Trudy Busch Valentine, a daughter of the beer magnate Gussie Busch and is running as a Democrat, in a statement to The Intercept said she regrets participating in the Veiled Prophet Ball in 1977, where she was crowned the Queen of Love and Beauty.

The Veiled Prophet Organization has a long and sordid history. The St. Louis Post-Dispatch said two brothers — one a Confederate colonel during the Civil War — founded the secretive, high society organization in 1878.

U.S. Senate candidate Trudy Busch Valentine, a Democrat from Missouri. (Photo credit: Twitter)

As part of the annual debutante ball held each year in St. Louis, the group would select one man as the Veiled Prophet, who in turn selected a queen.

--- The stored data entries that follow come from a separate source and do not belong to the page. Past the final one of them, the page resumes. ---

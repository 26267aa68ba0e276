//! tagsmith - bulk property matching and assignment for game libraries
//!
//! This crate provides the engine behind "apply this external tag/genre/
//! series to every matching game in my library":
//! - External-id cross-referencing over game links (authoritative matches)
//! - Fuzzy title deflation with platform-overlap gating (safe name matches)
//! - A reviewable, checkbox-driven proposal before anything is written
//! - Batched, idempotent library mutation with single-flush notifications

pub const APP_VERSION: &str = "0.2.1";

pub mod config;
pub mod external;
pub mod import;
pub mod library;
pub mod sources;
pub mod ui;

pub use config::Config;
pub use import::{BulkGamePropertyAssigner, ImportOutcome};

Valentine was 20 years old when she was honored at the event.

“I believe in the importance of working together and healing divisions — and that starts with acknowledging my own past shortcomings,” Busch Valentine said in the statement. “I failed to fully grasp the situation. I should have known better, and I deeply regret and I apologize that my actions hurt others.

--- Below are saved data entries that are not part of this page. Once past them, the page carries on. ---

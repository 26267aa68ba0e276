//! Host library model: games, classification objects and the store

mod store;

pub use store::{BufferedUpdate, LibraryDatabase, LibrarySnapshot, LibraryUpdate};

use std::collections::HashMap;

use chrono::{DateTime, NaiveDate, Utc};
use serde::{Deserialize, Serialize};
use uuid::Uuid;

/// A platform attached to a game: either a normalized taxonomy id or free text.
#[derive(Debug, Clone, PartialEq, Eq, Serialize, Deserialize)]
#[serde(rename_all = "snake_case")]
pub enum PlatformProperty {
    /// Normalized platform-taxonomy id (e.g. "sony_playstation4").
    Spec(String),
    /// Free-text platform name as entered by the user or a plugin.
    Name(String),
}

/// A labeled URL attached to a game.
#[derive(Debug, Clone, PartialEq, Eq, Serialize, Deserialize)]
pub struct Link {
    pub name: String,
    pub url: String,
}

impl Link {
    pub fn new(name: impl Into<String>, url: impl Into<String>) -> Self {
        Self {
            name: name.into(),
            url: url.into(),
        }
    }
}

/// A game in the local library. Mutated only through the store's update API.
#[derive(Debug, Clone, PartialEq, Serialize, Deserialize)]
pub struct Game {
    pub id: Uuid,
    pub name: String,
    #[serde(default)]
    pub sorting_name: Option<String>,
    #[serde(default)]
    pub platforms: Vec<PlatformProperty>,
    #[serde(default)]
    pub links: Vec<Link>,
    #[serde(default)]
    pub release_date: Option<NaiveDate>,
    /// Host plugin that imported this game, if any.
    #[serde(default)]
    pub source_plugin: Option<Uuid>,
    /// Primary id assigned by the importing plugin (e.g. a store app id).
    #[serde(default)]
    pub source_game_id: Option<String>,
    #[serde(default)]
    pub modified: Option<DateTime<Utc>>,
    #[serde(default)]
    pub genre_ids: Vec<Uuid>,
    #[serde(default)]
    pub tag_ids: Vec<Uuid>,
    #[serde(default)]
    pub feature_ids: Vec<Uuid>,
    #[serde(default)]
    pub series_ids: Vec<Uuid>,
    #[serde(default)]
    pub category_ids: Vec<Uuid>,
    #[serde(default)]
    pub developer_ids: Vec<Uuid>,
    #[serde(default)]
    pub publisher_ids: Vec<Uuid>,
}

impl Game {
    pub fn new(name: impl Into<String>) -> Self {
        Self {
            id: Uuid::new_v4(),
            name: name.into(),
            sorting_name: None,
            platforms: Vec::new(),
            links: Vec::new(),
            release_date: None,
            source_plugin: None,
            source_game_id: None,
            modified: None,
            genre_ids: Vec::new(),
            tag_ids: Vec::new(),
            feature_ids: Vec::new(),
            series_ids: Vec::new(),
            category_ids: Vec::new(),
            developer_ids: Vec::new(),
            publisher_ids: Vec::new(),
        }
    }

    /// Key used to order games for review: sorting name (or name), then release date.
    pub fn sort_key(&self) -> (String, Option<NaiveDate>) {
        let name = self
            .sorting_name
            .as_deref()
            .unwrap_or(&self.name)
            .to_lowercase();
        (name, self.release_date)
    }

    pub fn classification_ids(&self, target: ClassificationTarget) -> &[Uuid] {
        match target {
            ClassificationTarget::Genre => &self.genre_ids,
            ClassificationTarget::Tag => &self.tag_ids,
            ClassificationTarget::Feature => &self.feature_ids,
            ClassificationTarget::Series => &self.series_ids,
            ClassificationTarget::Category => &self.category_ids,
            ClassificationTarget::Developer => &self.developer_ids,
            ClassificationTarget::Publisher => &self.publisher_ids,
        }
    }

    pub fn classification_ids_mut(&mut self, target: ClassificationTarget) -> &mut Vec<Uuid> {
        match target {
            ClassificationTarget::Genre => &mut self.genre_ids,
            ClassificationTarget::Tag => &mut self.tag_ids,
            ClassificationTarget::Feature => &mut self.feature_ids,
            ClassificationTarget::Series => &mut self.series_ids,
            ClassificationTarget::Category => &mut self.category_ids,
            ClassificationTarget::Developer => &mut self.developer_ids,
            ClassificationTarget::Publisher => &mut self.publisher_ids,
        }
    }
}

/// The classification fields a bulk import can write to.
#[derive(Debug, Clone, Copy, PartialEq, Eq, Hash, Serialize, Deserialize)]
#[serde(rename_all = "snake_case")]
pub enum ClassificationTarget {
    Genre,
    Tag,
    Feature,
    Series,
    Category,
    Developer,
    Publisher,
}

impl ClassificationTarget {
    pub const ALL: [ClassificationTarget; 7] = [
        ClassificationTarget::Genre,
        ClassificationTarget::Tag,
        ClassificationTarget::Feature,
        ClassificationTarget::Series,
        ClassificationTarget::Category,
        ClassificationTarget::Developer,
        ClassificationTarget::Publisher,
    ];

    pub fn label(&self) -> &'static str {
        match self {
            ClassificationTarget::Genre => "Genre",
            ClassificationTarget::Tag => "Tag",
            ClassificationTarget::Feature => "Feature",
            ClassificationTarget::Series => "Series",
            ClassificationTarget::Category => "Category",
            ClassificationTarget::Developer => "Developer",
            ClassificationTarget::Publisher => "Publisher",
        }
    }

    pub fn parse(s: &str) -> Option<Self> {
        match s.trim().to_lowercase().as_str() {
            "genre" | "genres" => Some(ClassificationTarget::Genre),
            "tag" | "tags" => Some(ClassificationTarget::Tag),
            "feature" | "features" => Some(ClassificationTarget::Feature),
            "series" => Some(ClassificationTarget::Series),
            "category" | "categories" => Some(ClassificationTarget::Category),
            "developer" | "developers" => Some(ClassificationTarget::Developer),
            "publisher" | "publishers" => Some(ClassificationTarget::Publisher),
            _ => None,
        }
    }
}

/// A named entity (tag, genre, company, ...) with a stable id.
#[derive(Debug, Clone, PartialEq, Eq, Serialize, Deserialize)]
pub struct DatabaseObject {
    pub id: Uuid,
    pub name: String,
}

impl DatabaseObject {
    pub fn new(name: impl Into<String>) -> Self {
        Self {
            id: Uuid::new_v4(),
            name: name.into(),
        }
    }
}

/// Named entities keyed by id, with case-insensitive name lookup and
/// create-on-demand semantics.
#[derive(Debug, Clone, Default, Serialize, Deserialize)]
#[serde(from = "Vec<DatabaseObject>", into = "Vec<DatabaseObject>")]
pub struct NamedCollection {
    items: HashMap<Uuid, DatabaseObject>,
    by_name: HashMap<String, Uuid>,
}

impl NamedCollection {
    pub fn new() -> Self {
        Self::default()
    }

    pub fn len(&self) -> usize {
        self.items.len()
    }

    pub fn is_empty(&self) -> bool {
        self.items.is_empty()
    }

    pub fn get(&self, id: &Uuid) -> Option<&DatabaseObject> {
        self.items.get(id)
    }

    pub fn get_by_name(&self, name: &str) -> Option<&DatabaseObject> {
        let key = name.trim().to_lowercase();
        self.by_name.get(&key).and_then(|id| self.items.get(id))
    }

    /// Look up by case-insensitive name, creating the object if absent.
    pub fn get_or_create(&mut self, name: &str) -> Uuid {
        let trimmed = name.trim();
        if let Some(existing) = self.get_by_name(trimmed) {
            return existing.id;
        }
        let object = DatabaseObject::new(trimmed);
        let id = object.id;
        self.by_name.insert(trimmed.to_lowercase(), id);
        self.items.insert(id, object);
        id
    }

    pub fn iter(&self) -> impl Iterator<Item = &DatabaseObject> {
        self.items.values()
    }
}

impl From<Vec<DatabaseObject>> for NamedCollection {
    fn from(items: Vec<DatabaseObject>) -> Self {
        let mut collection = NamedCollection::default();
        for object in items {
            collection.by_name.insert(object.name.trim().to_lowercase(), object.id);
            collection.items.insert(object.id, object);
        }
        collection
    }
}

impl From<NamedCollection> for Vec<DatabaseObject> {
    fn from(collection: NamedCollection) -> Self {
        let mut items: Vec<DatabaseObject> = collection.items.into_values().collect();
        items.sort_by(|a, b| a.name.cmp(&b.name));
        items
    }
}

#[cfg(test)]
mod tests {
    use super::*;

    #[test]
    fn get_or_create_is_case_insensitive() {
        let mut tags = NamedCollection::new();
        let first = tags.get_or_create("Cyberpunk");
        let second = tags.get_or_create("  cyberPUNK ");
        assert_eq!(first, second);
        assert_eq!(tags.len(), 1);
        assert_eq!(tags.get(&first).unwrap().name, "Cyberpunk");
    }

    #[test]
    fn classification_accessors_cover_every_target() {
        let mut game = Game::new("Test");
        let id = Uuid::new_v4();
        for target in ClassificationTarget::ALL {
            game.classification_ids_mut(target).push(id);
        }
        for target in ClassificationTarget::ALL {
            assert_eq!(game.classification_ids(target), &[id]);
        }
    }

    #[test]
    fn sort_key_prefers_sorting_name() {
        let mut game = Game::new("The Witcher 3");
        game.sorting_name = Some("Witcher 3".to_string());
        assert_eq!(game.sort_key().0, "witcher 3");
    }

    #[test]
    fn target_parse_accepts_plural_forms() {
        assert_eq!(
            ClassificationTarget::parse("Tags"),
            Some(ClassificationTarget::Tag)
        );
        assert_eq!(ClassificationTarget::parse("unknown"), None);
    }

    #[test]
    fn named_collection_roundtrips_through_vec() {
        let mut genres = NamedCollection::new();
        genres.get_or_create("RPG");
        genres.get_or_create("Strategy");
        let items: Vec<DatabaseObject> = genres.clone().into();
        let restored = NamedCollection::from(items);
        assert_eq!(restored.len(), 2);
        assert!(restored.get_by_name("rpg").is_some());
    }
}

“My life and work are way beyond that, and as a candidate for Missouri’s next US Senator, I pledge to work tirelessly to be a force for progress in healing the racial divisions of our country.”

In addition to attending in 1977, The Intercept said she attended again in 1990 with other past queens of the function.

The group has long courted controversy for its exclusionary and what some called racist imagery. The Veiled Prophet, for example, wears a hood.

And there have been demonstrations. In 1972, a group of civil rights protestors crashed the ball and one, Gena Scott, managed to unmask the prophet. Several media organizations reported that Scott’s house was later vandalized and her car bombed.

Controversy exploded last year when the actor Ellie Kemper apologized for participating in — and winning — the Veiled Prophet Ball in 1999 at age 19. Kemper is most known for her roles in hit series The Office and Unbreakable Kimmy Schmidt.

Social media users posted information about her event participation and labeled her the “KKK Princess.”